[Stored data entries]
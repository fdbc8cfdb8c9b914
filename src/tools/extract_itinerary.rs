//! extract_itinerary：结构化任务 + 业务规则校验，从视频元数据抽取行程块

use std::sync::Arc;

use async_trait::async_trait;
use schemars::JsonSchema;
use serde::Deserialize;
use serde_json::{json, Value};
use tokio_util::sync::CancellationToken;

use crate::core::{ItineraryOutput, RuntimeState, ToolOutput};
use crate::itinerary::{Block, BlockType, SourceRecord};
use crate::llm::{TaskExecutor, TaskName};
use crate::tools::{names, parse_args, Tool, ToolError};

pub const MAX_BLOCKS: usize = 60;

/// 模型产出的行程
#[derive(Debug, Clone, Deserialize, JsonSchema)]
pub struct ExtractedItinerary {
    /// Short trip title
    pub title: String,
    /// Blocks in chronological order
    pub blocks: Vec<DraftBlock>,
}

#[derive(Debug, Clone, Deserialize, JsonSchema)]
pub struct DraftBlock {
    #[serde(rename = "type")]
    pub block_type: BlockType,
    /// 1-based day number
    pub day: u32,
    pub title: String,
    #[serde(default)]
    pub description: Option<String>,
    /// Search query for the geocoder; required for spot blocks
    #[serde(default)]
    pub place_query: Option<String>,
    /// e.g. "morning", "19:00"
    #[serde(default)]
    pub time_hint: Option<String>,
}

/// 业务规则：非空、标题非空、景点必须有 place_query、天数从 1 开始且不递减、块数上限
pub fn validate_itinerary(itinerary: &ExtractedItinerary) -> Vec<String> {
    let mut errors = Vec::new();
    if itinerary.title.trim().is_empty() {
        errors.push("title is empty".to_string());
    }
    if itinerary.blocks.is_empty() {
        errors.push("itinerary has no blocks".to_string());
        return errors;
    }
    if itinerary.blocks.len() > MAX_BLOCKS {
        errors.push(format!(
            "too many blocks ({} > {MAX_BLOCKS}); merge minor stops",
            itinerary.blocks.len()
        ));
    }

    let mut prev_day = 1;
    for (i, block) in itinerary.blocks.iter().enumerate() {
        let n = i + 1;
        if block.title.trim().is_empty() {
            errors.push(format!("block {n}: title is empty"));
        }
        if block.block_type == BlockType::Spot
            && block.place_query.as_deref().map_or(true, |q| q.trim().is_empty())
        {
            errors.push(format!("block {n} ({}): spot blocks need a place_query", block.title));
        }
        if block.day == 0 {
            errors.push(format!("block {n}: day must be >= 1"));
        } else if block.day < prev_day {
            errors.push(format!(
                "block {n}: day {} comes after day {prev_day}; days must not decrease",
                block.day
            ));
        } else {
            prev_day = block.day;
        }
    }
    errors
}

fn to_blocks(drafts: Vec<DraftBlock>) -> Vec<Block> {
    drafts
        .into_iter()
        .enumerate()
        .map(|(i, d)| Block {
            id: format!("b{}", i + 1),
            block_type: d.block_type,
            day: d.day,
            title: d.title.trim().to_string(),
            description: d.description.filter(|s| !s.trim().is_empty()),
            place_query: d.place_query.map(|q| q.trim().to_string()).filter(|q| !q.is_empty()),
            time_hint: d.time_hint.filter(|s| !s.trim().is_empty()),
            location: None,
        })
        .collect()
}

fn build_prompt(source: &SourceRecord, instructions: Option<&str>) -> String {
    let mut prompt = format!(
        "Turn this travel video into a day-by-day itinerary.\n\n\
         Video title: {}\nURL: {}\n",
        source.title, source.url
    );
    if let Some(author) = &source.author {
        prompt.push_str(&format!("Author: {author}\n"));
    }
    if let Some(desc) = &source.description {
        prompt.push_str(&format!("Description:\n{desc}\n"));
    }
    prompt.push_str(
        "\nUse block types spot, meal, lodging, transit and note. \
         Every spot needs a place_query precise enough for a geocoder (name, city, country). \
         Days start at 1 and never go backwards.",
    );
    if let Some(extra) = instructions.filter(|s| !s.trim().is_empty()) {
        prompt.push_str(&format!("\n\nUser instructions: {extra}"));
    }
    prompt
}

#[derive(Deserialize)]
struct Args {
    #[serde(default)]
    source_id: Option<String>,
    #[serde(default)]
    instructions: Option<String>,
}

pub struct ExtractItineraryTool {
    executor: Arc<TaskExecutor>,
}

impl ExtractItineraryTool {
    pub fn new(executor: Arc<TaskExecutor>) -> Self {
        Self { executor }
    }
}

#[async_trait]
impl Tool for ExtractItineraryTool {
    fn name(&self) -> &str {
        names::EXTRACT_ITINERARY
    }

    fn description(&self) -> &str {
        "Extract a day-by-day itinerary from the fetched video. Replaces any existing blocks. \
         Args: {\"source_id\"?: string, \"instructions\"?: string}"
    }

    fn parameters_schema(&self) -> Value {
        json!({
            "type": "object",
            "properties": {
                "source_id": { "type": "string", "description": "Id of a fetched video; defaults to the current one" },
                "instructions": { "type": "string", "description": "Extra user preferences" }
            }
        })
    }

    async fn execute(
        &self,
        args: Value,
        state: &mut RuntimeState,
        cancel: &CancellationToken,
    ) -> Result<ToolOutput, ToolError> {
        let args: Args = parse_args(args)?;
        let source = match args.source_id.as_deref() {
            Some(id) => state
                .source_by_id(id)
                .ok_or_else(|| ToolError::InvalidArgs(format!("unknown source_id '{id}'")))?,
            None => state.current_source().ok_or_else(|| {
                ToolError::Precondition("no video fetched yet; call fetch_video first".to_string())
            })?,
        };
        let prompt = build_prompt(source, args.instructions.as_deref());

        let outcome = self
            .executor
            .run_structured::<ExtractedItinerary>(
                TaskName::ExtractItinerary,
                &prompt,
                Some(&validate_itinerary),
                cancel,
            )
            .await?;
        tracing::info!(
            model = %outcome.model_used.label,
            attempts = outcome.attempt_count,
            blocks = outcome.result.blocks.len(),
            "Itinerary extracted"
        );

        let title = outcome.result.title.trim().to_string();
        let blocks = to_blocks(outcome.result.blocks);
        state.replace_blocks(blocks.clone(), Some(title.clone()));
        Ok(ToolOutput::ExtractItinerary(ItineraryOutput {
            title,
            count: blocks.len(),
            blocks,
        }))
    }
}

What you should do:
Filter the records above and return every line that holds the word "ExtractedItinerary".

Reply:
pub struct ExtractedItinerary {
pub fn validate_itinerary(itinerary: &ExtractedItinerary) -> Vec<String> {
            .run_structured::<ExtractedItinerary>(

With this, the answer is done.